**TASK OBJECTIVE:**
Among the entries that follow, tally the lines with the string "networkInterfaces". Give no more than the number.

Stored data entries:
---

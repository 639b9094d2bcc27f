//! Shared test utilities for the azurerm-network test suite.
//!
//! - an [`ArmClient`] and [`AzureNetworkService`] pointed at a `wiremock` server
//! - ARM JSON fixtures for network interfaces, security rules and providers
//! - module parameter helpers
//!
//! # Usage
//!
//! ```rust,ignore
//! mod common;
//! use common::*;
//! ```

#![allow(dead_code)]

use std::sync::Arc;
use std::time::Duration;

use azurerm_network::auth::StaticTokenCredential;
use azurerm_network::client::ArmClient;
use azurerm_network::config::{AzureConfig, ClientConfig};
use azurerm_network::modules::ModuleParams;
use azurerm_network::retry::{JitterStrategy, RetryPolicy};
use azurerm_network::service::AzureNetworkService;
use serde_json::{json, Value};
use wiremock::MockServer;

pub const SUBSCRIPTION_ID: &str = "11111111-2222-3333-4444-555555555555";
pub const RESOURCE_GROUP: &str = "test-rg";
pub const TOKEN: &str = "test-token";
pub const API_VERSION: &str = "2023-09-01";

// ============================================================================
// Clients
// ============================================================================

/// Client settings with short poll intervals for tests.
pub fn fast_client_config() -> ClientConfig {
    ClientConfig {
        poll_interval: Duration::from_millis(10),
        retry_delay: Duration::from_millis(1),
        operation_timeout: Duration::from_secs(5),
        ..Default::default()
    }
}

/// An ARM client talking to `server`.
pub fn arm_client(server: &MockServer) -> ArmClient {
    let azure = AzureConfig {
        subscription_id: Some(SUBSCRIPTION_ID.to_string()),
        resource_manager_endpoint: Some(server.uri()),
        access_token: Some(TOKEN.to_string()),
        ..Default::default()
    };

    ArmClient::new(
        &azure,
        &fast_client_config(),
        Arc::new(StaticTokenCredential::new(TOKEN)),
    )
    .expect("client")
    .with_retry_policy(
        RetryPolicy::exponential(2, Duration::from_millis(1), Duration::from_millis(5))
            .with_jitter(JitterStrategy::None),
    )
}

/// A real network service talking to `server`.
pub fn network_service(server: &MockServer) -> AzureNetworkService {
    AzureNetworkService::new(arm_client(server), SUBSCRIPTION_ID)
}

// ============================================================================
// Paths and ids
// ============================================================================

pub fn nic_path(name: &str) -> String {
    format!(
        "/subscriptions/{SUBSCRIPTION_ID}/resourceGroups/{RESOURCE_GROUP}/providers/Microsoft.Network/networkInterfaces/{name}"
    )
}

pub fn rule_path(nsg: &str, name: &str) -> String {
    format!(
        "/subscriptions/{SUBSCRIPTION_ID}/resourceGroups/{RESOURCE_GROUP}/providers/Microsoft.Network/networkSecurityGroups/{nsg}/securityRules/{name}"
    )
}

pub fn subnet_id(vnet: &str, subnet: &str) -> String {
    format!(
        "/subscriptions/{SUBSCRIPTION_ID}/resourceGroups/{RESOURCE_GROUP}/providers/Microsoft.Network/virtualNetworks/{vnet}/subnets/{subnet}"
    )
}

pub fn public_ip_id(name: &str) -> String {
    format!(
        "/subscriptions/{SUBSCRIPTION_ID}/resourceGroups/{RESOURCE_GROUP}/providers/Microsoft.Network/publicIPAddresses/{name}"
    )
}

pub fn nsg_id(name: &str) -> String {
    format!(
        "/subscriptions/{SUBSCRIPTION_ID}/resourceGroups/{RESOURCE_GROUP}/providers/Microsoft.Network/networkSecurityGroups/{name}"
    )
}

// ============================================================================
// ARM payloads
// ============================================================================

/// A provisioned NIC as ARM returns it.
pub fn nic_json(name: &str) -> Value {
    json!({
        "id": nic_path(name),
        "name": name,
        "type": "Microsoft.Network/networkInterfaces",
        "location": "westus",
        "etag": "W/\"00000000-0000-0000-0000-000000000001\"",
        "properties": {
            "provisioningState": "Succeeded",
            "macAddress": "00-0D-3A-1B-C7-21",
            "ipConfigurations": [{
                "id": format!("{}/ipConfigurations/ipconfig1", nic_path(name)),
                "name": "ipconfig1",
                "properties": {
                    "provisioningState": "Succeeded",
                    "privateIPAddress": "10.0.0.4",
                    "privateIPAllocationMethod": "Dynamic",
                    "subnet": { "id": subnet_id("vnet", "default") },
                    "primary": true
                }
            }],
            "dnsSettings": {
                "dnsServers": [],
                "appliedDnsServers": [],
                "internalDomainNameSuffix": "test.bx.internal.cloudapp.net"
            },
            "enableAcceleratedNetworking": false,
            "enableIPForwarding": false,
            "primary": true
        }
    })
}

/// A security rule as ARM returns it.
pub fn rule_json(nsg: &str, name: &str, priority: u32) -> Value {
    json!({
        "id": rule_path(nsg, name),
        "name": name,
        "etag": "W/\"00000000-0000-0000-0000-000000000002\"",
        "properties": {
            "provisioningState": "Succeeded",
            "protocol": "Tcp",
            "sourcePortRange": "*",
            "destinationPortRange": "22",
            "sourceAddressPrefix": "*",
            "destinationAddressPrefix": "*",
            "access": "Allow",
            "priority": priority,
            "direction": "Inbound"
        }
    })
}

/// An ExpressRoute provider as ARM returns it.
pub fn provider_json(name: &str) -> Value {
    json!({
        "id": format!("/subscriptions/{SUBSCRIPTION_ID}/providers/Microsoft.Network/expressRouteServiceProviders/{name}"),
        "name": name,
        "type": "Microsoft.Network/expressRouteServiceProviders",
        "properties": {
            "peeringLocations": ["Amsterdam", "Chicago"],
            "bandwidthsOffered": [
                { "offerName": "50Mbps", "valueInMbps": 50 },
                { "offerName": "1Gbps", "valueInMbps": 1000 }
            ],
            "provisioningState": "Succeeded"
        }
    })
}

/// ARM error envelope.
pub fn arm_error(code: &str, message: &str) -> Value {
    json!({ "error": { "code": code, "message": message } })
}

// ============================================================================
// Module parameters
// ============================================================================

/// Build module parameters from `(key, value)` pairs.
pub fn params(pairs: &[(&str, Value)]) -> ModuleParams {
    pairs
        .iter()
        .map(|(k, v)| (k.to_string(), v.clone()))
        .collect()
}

---

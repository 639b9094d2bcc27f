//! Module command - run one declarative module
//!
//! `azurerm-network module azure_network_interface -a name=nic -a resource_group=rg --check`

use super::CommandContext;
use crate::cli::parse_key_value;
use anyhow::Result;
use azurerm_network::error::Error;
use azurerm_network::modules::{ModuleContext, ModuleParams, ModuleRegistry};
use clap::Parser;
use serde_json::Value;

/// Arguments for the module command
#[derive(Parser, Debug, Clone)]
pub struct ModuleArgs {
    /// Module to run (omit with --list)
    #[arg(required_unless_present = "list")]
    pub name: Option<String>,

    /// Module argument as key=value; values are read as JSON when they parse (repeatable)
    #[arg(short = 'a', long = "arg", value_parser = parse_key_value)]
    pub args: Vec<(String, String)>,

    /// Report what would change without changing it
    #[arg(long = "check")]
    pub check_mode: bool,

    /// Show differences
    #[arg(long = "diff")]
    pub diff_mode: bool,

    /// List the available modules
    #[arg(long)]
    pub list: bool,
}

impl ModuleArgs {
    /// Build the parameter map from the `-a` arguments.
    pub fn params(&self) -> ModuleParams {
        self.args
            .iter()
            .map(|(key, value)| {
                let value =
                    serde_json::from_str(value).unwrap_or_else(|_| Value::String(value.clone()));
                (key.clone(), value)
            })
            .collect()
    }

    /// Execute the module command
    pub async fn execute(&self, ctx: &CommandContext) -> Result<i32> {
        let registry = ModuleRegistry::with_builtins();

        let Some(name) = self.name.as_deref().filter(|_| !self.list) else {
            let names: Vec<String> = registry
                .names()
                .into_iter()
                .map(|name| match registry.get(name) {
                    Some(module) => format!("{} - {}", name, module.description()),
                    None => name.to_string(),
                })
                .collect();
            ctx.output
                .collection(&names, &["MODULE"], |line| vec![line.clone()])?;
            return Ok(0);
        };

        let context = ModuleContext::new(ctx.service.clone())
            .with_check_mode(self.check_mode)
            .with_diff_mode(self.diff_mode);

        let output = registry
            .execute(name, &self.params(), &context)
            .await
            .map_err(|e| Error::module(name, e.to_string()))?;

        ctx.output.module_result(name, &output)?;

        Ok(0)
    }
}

---

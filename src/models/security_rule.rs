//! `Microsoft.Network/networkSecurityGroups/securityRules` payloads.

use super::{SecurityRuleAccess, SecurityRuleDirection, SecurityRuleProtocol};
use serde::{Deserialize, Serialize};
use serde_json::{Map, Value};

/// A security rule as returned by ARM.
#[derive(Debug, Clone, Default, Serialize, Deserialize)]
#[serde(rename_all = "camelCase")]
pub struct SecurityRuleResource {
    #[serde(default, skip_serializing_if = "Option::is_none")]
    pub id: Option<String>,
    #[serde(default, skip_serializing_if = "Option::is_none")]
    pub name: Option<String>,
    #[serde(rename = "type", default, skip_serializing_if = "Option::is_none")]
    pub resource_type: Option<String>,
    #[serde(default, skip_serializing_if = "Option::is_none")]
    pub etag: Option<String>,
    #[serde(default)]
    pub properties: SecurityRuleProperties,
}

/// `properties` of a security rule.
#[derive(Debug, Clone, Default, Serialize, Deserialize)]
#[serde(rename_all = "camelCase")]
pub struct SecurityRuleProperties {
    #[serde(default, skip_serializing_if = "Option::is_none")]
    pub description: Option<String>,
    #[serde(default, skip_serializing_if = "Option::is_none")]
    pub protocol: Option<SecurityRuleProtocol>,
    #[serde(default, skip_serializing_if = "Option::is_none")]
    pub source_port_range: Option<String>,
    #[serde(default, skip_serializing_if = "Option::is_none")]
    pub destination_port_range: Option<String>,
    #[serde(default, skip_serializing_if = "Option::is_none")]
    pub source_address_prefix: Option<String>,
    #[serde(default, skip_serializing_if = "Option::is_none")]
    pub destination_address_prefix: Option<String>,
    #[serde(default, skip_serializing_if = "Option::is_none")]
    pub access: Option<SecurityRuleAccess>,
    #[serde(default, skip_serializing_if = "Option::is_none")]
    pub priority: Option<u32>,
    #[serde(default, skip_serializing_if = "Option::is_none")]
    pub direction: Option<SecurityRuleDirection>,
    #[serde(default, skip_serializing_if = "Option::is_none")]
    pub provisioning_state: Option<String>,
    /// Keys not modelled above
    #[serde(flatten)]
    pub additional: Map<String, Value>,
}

---

**WRITTEN SOLUTION:**
2